:: Activity ::
With the first line as the start and the line containing "of any level." as the end, write out every line of the records exactly.

● ● ● ●

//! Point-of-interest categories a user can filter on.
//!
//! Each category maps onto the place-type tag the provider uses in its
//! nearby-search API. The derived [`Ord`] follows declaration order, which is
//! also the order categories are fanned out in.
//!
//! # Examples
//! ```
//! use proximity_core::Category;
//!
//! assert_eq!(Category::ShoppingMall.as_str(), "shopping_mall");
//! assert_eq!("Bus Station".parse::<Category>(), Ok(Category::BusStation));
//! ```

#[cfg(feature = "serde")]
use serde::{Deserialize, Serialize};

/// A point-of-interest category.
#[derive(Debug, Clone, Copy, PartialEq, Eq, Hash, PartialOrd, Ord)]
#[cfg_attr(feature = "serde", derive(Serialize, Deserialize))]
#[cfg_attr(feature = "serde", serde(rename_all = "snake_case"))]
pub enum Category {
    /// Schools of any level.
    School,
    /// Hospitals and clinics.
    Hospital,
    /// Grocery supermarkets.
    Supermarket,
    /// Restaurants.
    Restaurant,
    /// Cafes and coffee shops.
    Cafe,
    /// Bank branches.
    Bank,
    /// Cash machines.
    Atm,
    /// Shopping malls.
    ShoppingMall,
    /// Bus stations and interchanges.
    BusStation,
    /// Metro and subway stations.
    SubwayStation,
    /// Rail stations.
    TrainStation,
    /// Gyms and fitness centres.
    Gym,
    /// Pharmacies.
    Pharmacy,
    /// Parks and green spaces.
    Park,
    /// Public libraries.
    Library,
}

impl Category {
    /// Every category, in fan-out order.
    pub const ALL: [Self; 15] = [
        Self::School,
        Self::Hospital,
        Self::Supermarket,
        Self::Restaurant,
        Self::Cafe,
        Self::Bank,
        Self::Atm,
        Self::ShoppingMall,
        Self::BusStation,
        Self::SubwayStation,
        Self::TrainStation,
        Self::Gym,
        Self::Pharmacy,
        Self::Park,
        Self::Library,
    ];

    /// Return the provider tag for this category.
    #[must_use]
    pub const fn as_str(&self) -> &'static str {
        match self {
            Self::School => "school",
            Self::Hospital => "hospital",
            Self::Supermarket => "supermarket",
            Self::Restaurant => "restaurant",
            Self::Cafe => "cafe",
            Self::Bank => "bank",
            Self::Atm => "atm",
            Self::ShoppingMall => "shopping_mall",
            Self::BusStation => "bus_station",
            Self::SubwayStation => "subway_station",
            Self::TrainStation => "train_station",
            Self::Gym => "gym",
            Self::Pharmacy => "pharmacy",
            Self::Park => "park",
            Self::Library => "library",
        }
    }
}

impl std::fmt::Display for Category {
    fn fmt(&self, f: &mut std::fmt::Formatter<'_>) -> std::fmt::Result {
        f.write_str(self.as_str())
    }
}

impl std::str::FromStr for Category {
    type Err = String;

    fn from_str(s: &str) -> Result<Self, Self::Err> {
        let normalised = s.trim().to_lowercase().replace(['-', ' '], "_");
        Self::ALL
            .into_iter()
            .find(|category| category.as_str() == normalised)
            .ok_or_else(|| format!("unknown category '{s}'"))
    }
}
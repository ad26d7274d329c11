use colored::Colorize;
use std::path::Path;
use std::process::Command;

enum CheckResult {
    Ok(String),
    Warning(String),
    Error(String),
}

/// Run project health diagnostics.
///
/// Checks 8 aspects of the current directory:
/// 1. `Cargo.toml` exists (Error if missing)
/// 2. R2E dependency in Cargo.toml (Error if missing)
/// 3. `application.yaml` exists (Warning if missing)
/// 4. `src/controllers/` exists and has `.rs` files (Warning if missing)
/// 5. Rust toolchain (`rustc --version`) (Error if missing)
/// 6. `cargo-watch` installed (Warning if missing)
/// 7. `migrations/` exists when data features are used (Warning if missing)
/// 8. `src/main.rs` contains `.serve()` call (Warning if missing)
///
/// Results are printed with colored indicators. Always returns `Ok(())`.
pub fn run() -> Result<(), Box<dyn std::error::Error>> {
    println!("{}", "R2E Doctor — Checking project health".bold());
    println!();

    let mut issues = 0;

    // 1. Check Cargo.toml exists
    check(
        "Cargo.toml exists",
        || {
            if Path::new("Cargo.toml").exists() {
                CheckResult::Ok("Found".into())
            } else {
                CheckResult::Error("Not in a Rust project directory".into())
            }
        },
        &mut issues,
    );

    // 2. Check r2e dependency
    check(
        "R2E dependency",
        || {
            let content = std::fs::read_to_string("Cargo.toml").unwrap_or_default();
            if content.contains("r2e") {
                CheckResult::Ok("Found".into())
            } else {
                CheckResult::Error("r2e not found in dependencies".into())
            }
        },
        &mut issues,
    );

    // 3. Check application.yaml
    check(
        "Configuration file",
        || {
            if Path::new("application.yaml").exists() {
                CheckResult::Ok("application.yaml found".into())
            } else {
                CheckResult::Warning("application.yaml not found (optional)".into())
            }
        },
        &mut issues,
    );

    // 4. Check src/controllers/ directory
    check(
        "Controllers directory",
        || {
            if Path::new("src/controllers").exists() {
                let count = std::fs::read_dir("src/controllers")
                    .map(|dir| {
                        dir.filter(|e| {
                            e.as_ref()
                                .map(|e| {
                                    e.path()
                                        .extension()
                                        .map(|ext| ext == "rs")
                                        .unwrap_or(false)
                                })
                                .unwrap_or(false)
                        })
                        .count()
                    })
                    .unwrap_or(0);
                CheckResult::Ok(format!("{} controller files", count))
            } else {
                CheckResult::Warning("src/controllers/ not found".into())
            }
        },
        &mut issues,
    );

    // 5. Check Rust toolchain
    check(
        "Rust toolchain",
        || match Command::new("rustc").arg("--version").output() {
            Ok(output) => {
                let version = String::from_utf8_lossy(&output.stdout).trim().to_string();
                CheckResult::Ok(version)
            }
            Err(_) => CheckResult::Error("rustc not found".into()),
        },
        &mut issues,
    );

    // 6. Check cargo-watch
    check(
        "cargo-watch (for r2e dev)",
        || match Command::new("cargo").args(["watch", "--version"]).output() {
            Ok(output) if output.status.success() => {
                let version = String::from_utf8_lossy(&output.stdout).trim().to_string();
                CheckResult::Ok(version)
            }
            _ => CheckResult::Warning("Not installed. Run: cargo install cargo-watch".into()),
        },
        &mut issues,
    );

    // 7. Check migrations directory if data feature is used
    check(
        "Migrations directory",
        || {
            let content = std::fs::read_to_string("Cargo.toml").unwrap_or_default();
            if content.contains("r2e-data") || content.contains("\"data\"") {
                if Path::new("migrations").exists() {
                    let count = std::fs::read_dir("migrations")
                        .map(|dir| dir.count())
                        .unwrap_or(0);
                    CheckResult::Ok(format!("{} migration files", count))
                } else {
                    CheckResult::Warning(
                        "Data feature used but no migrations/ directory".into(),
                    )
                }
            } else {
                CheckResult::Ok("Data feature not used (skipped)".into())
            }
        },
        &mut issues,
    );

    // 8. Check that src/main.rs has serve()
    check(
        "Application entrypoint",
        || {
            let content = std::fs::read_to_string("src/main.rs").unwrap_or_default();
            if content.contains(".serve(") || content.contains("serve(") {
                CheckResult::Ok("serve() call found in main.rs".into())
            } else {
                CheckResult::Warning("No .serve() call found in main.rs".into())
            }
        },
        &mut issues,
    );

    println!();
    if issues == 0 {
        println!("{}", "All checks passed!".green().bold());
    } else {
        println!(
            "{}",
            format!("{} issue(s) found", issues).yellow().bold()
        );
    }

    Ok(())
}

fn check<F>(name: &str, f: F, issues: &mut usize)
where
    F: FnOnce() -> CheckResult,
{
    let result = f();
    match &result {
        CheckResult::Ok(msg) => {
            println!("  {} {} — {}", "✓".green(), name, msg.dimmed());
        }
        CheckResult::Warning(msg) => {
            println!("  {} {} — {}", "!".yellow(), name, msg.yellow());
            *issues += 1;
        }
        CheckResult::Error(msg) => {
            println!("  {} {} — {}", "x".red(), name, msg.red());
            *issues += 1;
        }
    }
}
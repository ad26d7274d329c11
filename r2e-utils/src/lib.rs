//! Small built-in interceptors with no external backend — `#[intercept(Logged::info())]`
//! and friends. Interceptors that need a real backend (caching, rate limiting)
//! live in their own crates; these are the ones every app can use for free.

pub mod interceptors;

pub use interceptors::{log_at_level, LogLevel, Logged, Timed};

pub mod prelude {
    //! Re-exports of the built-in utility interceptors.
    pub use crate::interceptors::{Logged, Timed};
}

● ● ● ●

:: Exercise result ::
//! Point-of-interest categories a user can filter on.
//!
//! Each category maps onto the place-type tag the provider uses in its
//! nearby-search API. The derived [`Ord`] follows declaration order, which is
//! also the order categories are fanned out in.
//!
//! # Examples
//! ```
//! use proximity_core::Category;
//!
//! assert_eq!(Category::ShoppingMall.as_str(), "shopping_mall");
//! assert_eq!("Bus Station".parse::<Category>(), Ok(Category::BusStation));
//! ```

#[cfg(feature = "serde")]
use serde::{Deserialize, Serialize};

/// A point-of-interest category.
#[derive(Debug, Clone, Copy, PartialEq, Eq, Hash, PartialOrd, Ord)]
#[cfg_attr(feature = "serde", derive(Serialize, Deserialize))]
#[cfg_attr(feature = "serde", serde(rename_all = "snake_case"))]
pub enum Category {
    /// Schools of any level.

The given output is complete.